Il a pleinement conscience d’être aussi un être de chair :
« Si j’appartiens à ce monde / mes mains et mes mots doivent travailler la terre ».
Et paradoxalement, en cela, il rejoint aussi le créateur par l’acte de créer.
Quand l’angoisse le saisit, il tente par la pensée de retrouver l’insouciance de l’enfance :
« Je croque chaque coin de l’enfance / le biscuit s’émiette mais le goût persiste ».
Puis il cherche à percevoir le souffle de l’esprit créateur :
« Je me hisse à hauteur de vent / pour deviner la main qui porte ton envol ».
Cette révélation fugace lui inspire cette réflexion sur l’éternité :
« La plénitude sans fin est-elle le bonheur d’un instant ? »
Celui qui vient…
Celui qui vient est celui qui meurt un peu chaque jour, celui qui mourra un jour vraiment puis qui, peut-être, renaîtra à une nouvelle clarté :
« J’ai voulu tout garder mais il ne reste rien / juste une fumée de cendre ».
Mais « Il suffira d’une parole (…) pour (…) caresser l’eau / le vert tendre d’une naissance ».
Celui qui vient est celui qui enfin saura (« Je comprendrai ce que je n’ai pas compris / Je regarderai au-delà de la Terre ») puis rejoindra l’Amour universel (« Le visage lové a l’aisselle d’une mère / le temps sera sans mesure ») et se fondra au créateur (« Ma voix prolongera ton silence / comme reflet à la voûte du temple »).

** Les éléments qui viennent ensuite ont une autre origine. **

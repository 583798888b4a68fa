//! TTL Cleanup Task
//!
//! Background task that periodically removes expired entries from the
//! memory tier. Expired persisted entries are still cleaned up lazily on
//! lookup.

use std::sync::Arc;
use std::time::Duration;

use tokio::task::JoinHandle;
use tracing::{debug, info};

use crate::cache::CacheService;

/// Spawns a background task that periodically purges expired memory entries.
///
/// The task runs in an infinite loop, sleeping for `interval` between runs.
///
/// # Returns
/// A JoinHandle for the spawned task, which can be used to abort the task
/// during shutdown.
///
/// # Example
/// ```ignore
/// let cache = Arc::new(CacheService::new(config, store)?);
/// let cleanup_handle = spawn_cleanup_task(cache.clone(), Duration::from_secs(60));
/// // Later, during shutdown:
/// cleanup_handle.abort();
/// ```
pub fn spawn_cleanup_task(cache: Arc<CacheService>, interval: Duration) -> JoinHandle<()> {
    tokio::spawn(async move {
        info!(?interval, "Starting TTL cleanup task");

        loop {
            tokio::time::sleep(interval).await;

            let removed = cache.purge_expired();

            if removed > 0 {
                info!("TTL cleanup: removed {} expired entries", removed);
            } else {
                debug!("TTL cleanup: no expired entries found");
            }
        }
    })
}

#[cfg(test)]
mod tests {
    use super::*;
    use crate::cache::{ManualClock, Ttl};
    use crate::config::CacheConfig;
    use crate::storage::MemoryStore;

    fn memory_only_cache(clock: Arc<ManualClock>) -> Arc<CacheService> {
        let config = CacheConfig {
            persist_to_storage: false,
            ..CacheConfig::default()
        };
        Arc::new(CacheService::with_clock(config, Arc::new(MemoryStore::new()), clock).unwrap())
    }

    #[tokio::test]
    async fn test_cleanup_task_removes_expired_entries() {
        let clock = Arc::new(ManualClock::new(0));
        let cache = memory_only_cache(clock.clone());

        cache.set("expire_soon", "value", Some(Ttl::from_millis(1_000))).await;
        cache.set("long_lived", "value", Some(Ttl::LONG)).await;
        clock.advance(Duration::from_secs(2));

        let handle = spawn_cleanup_task(cache.clone(), Duration::from_millis(20));

        tokio::time::sleep(Duration::from_millis(100)).await;

        let stats = cache.stats();
        assert_eq!(stats.memory_items, 1, "Expired entry should have been purged");
        assert_eq!(
            cache.get::<String>("long_lived").await.as_deref(),
            Some("value")
        );

        handle.abort();
    }

    #[tokio::test]
    async fn test_cleanup_task_can_be_aborted() {
        let cache = memory_only_cache(Arc::new(ManualClock::new(0)));

        let handle = spawn_cleanup_task(cache, Duration::from_secs(1));

        handle.abort();

        tokio::time::sleep(Duration::from_millis(100)).await;
        assert!(handle.is_finished(), "Task should be finished after abort");
    }
}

Il y a tout de même une interrogation sur ce qui restera de la vie de jadis, celle d’ici-bas :
« Au-delà de toute mémoire, de toute trace de cendre (…) il restera sa parole dans nos voix (…) il restera des miettes de joie, quelques résidus de fêtes ».

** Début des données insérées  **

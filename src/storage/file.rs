//! Single-file JSON store.
//!
//! The whole map is kept in memory and rewritten to disk after every
//! mutation through a temporary file and a rename, so a crash mid-write
//! leaves the previous file intact.

use std::collections::BTreeMap;
use std::ffi::OsString;
use std::io::ErrorKind;
use std::path::{Path, PathBuf};

use async_trait::async_trait;
use tokio::fs;
use tokio::sync::Mutex;
use tracing::debug;

use super::{KeyValueStore, StoreResult};

// == File Store ==
#[derive(Debug)]
pub struct FileStore {
    path: PathBuf,
    items: Mutex<BTreeMap<String, String>>,
}

impl FileStore {
    // == Open ==
    /// Opens the store at `path`, loading existing contents.
    ///
    /// A missing file yields an empty store; missing parent directories are
    /// created.
    pub async fn open(path: impl Into<PathBuf>) -> StoreResult<Self> {
        let path = path.into();

        if let Some(parent) = path.parent().filter(|p| !p.as_os_str().is_empty()) {
            fs::create_dir_all(parent).await?;
        }

        let items = match fs::read(&path).await {
            Ok(bytes) if bytes.is_empty() => BTreeMap::new(),
            Ok(bytes) => serde_json::from_slice(&bytes)?,
            Err(err) if err.kind() == ErrorKind::NotFound => BTreeMap::new(),
            Err(err) => return Err(err.into()),
        };

        debug!(path = %path.display(), items = items.len(), "Opened file store");

        Ok(Self {
            path,
            items: Mutex::new(items),
        })
    }

    /// Location of the backing file.
    pub fn path(&self) -> &Path {
        &self.path
    }

    // == Mutate ==
    /// Applies `change` to a copy of the map, writes it out, and only then
    /// makes it visible. A failed write leaves memory and disk in agreement.
    async fn mutate<F>(&self, change: F) -> StoreResult<()>
    where
        F: FnOnce(&mut BTreeMap<String, String>),
    {
        let mut items = self.items.lock().await;
        let mut next = items.clone();
        change(&mut next);
        self.flush(&next).await?;
        *items = next;
        Ok(())
    }

    async fn flush(&self, items: &BTreeMap<String, String>) -> StoreResult<()> {
        let bytes = serde_json::to_vec(items)?;

        let mut tmp: OsString = self.path.as_os_str().to_owned();
        tmp.push(".tmp");
        let tmp = PathBuf::from(tmp);

        fs::write(&tmp, bytes).await?;
        fs::rename(&tmp, &self.path).await?;
        Ok(())
    }
}

#[async_trait]
impl KeyValueStore for FileStore {
    async fn get_item(&self, key: &str) -> StoreResult<Option<String>> {
        Ok(self.items.lock().await.get(key).cloned())
    }

    async fn set_item(&self, key: &str, value: String) -> StoreResult<()> {
        let key = key.to_string();
        self.mutate(move |items| {
            items.insert(key, value);
        })
        .await
    }

    async fn remove_item(&self, key: &str) -> StoreResult<()> {
        if !self.items.lock().await.contains_key(key) {
            return Ok(());
        }
        self.mutate(|items| {
            items.remove(key);
        })
        .await
    }

    async fn get_all_keys(&self) -> StoreResult<Vec<String>> {
        Ok(self.items.lock().await.keys().cloned().collect())
    }

    async fn multi_remove(&self, keys: &[String]) -> StoreResult<()> {
        if keys.is_empty() {
            return Ok(());
        }
        self.mutate(|items| {
            for key in keys {
                items.remove(key);
            }
        })
        .await
    }
}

Mais dans l’après, toute peur aura disparu et chaque être baignera dans la clarté :
« Je toucherai l’amour de mille regards (…) Je n’écouterai même plus la nuit / la lumière se rapprochera de l’herbe qui tremble ».

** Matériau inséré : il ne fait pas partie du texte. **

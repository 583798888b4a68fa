//! Clock Module
//!
//! Time source for entry timestamps, swappable for deterministic tests.

use std::sync::atomic::{AtomicU64, Ordering};
use std::time::{Duration, SystemTime, UNIX_EPOCH};

// == Clock Trait ==
/// Supplies the current wall-clock time in Unix milliseconds.
pub trait Clock: Send + Sync + std::fmt::Debug {
    fn now_ms(&self) -> u64;
}

// == System Clock ==
/// Reads the operating system clock.
#[derive(Debug, Default, Clone, Copy)]
pub struct SystemClock;

impl Clock for SystemClock {
    fn now_ms(&self) -> u64 {
        current_timestamp_ms()
    }
}

// == Manual Clock ==
/// A clock that only moves when told to.
#[derive(Debug, Default)]
pub struct ManualClock {
    now: AtomicU64,
}

impl ManualClock {
    /// Creates a clock frozen at `start_ms`.
    pub fn new(start_ms: u64) -> Self {
        Self {
            now: AtomicU64::new(start_ms),
        }
    }

    /// Moves the clock forward.
    pub fn advance(&self, by: Duration) {
        let ms = u64::try_from(by.as_millis()).unwrap_or(u64::MAX);
        self.now.fetch_add(ms, Ordering::SeqCst);
    }

    /// Jumps the clock to an absolute instant.
    pub fn set(&self, now_ms: u64) {
        self.now.store(now_ms, Ordering::SeqCst);
    }
}

impl Clock for ManualClock {
    fn now_ms(&self) -> u64 {
        self.now.load(Ordering::SeqCst)
    }
}

// == Utility Functions ==
/// Returns current Unix timestamp in milliseconds.
pub fn current_timestamp_ms() -> u64 {
    SystemTime::now()
        .duration_since(UNIX_EPOCH)
        .map(|d| d.as_millis() as u64)
        .unwrap_or(0)
}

En conclusion : un très beau voyage au cœur de la condition humaine et de la quête universelle de sens, toute éclairée de poésie et de spiritualité.
Parme Ceriset
Francis Gonnet, né en 1959 à Paris, est Docteur en sciences. Il a fait de la recherche en endocrinologie avant de faire sa carrière dans l’industrie pharmaceutique, à la direction du marketing et des ventes. Actuellement il est consultant en communication et management. Par son environnement familial, il est attiré dès son plus jeune âge par l’art, aussi bien la peinture que la musique et la poésie. Grace à son père, poète, il participe à diverses réunions de cercles poétiques et côtoie de nombreux poètes. Il écrit et peint depuis des dizaines d’années, publie dans quelques revues et reçoit le prix de poésie de Doué la fontaine.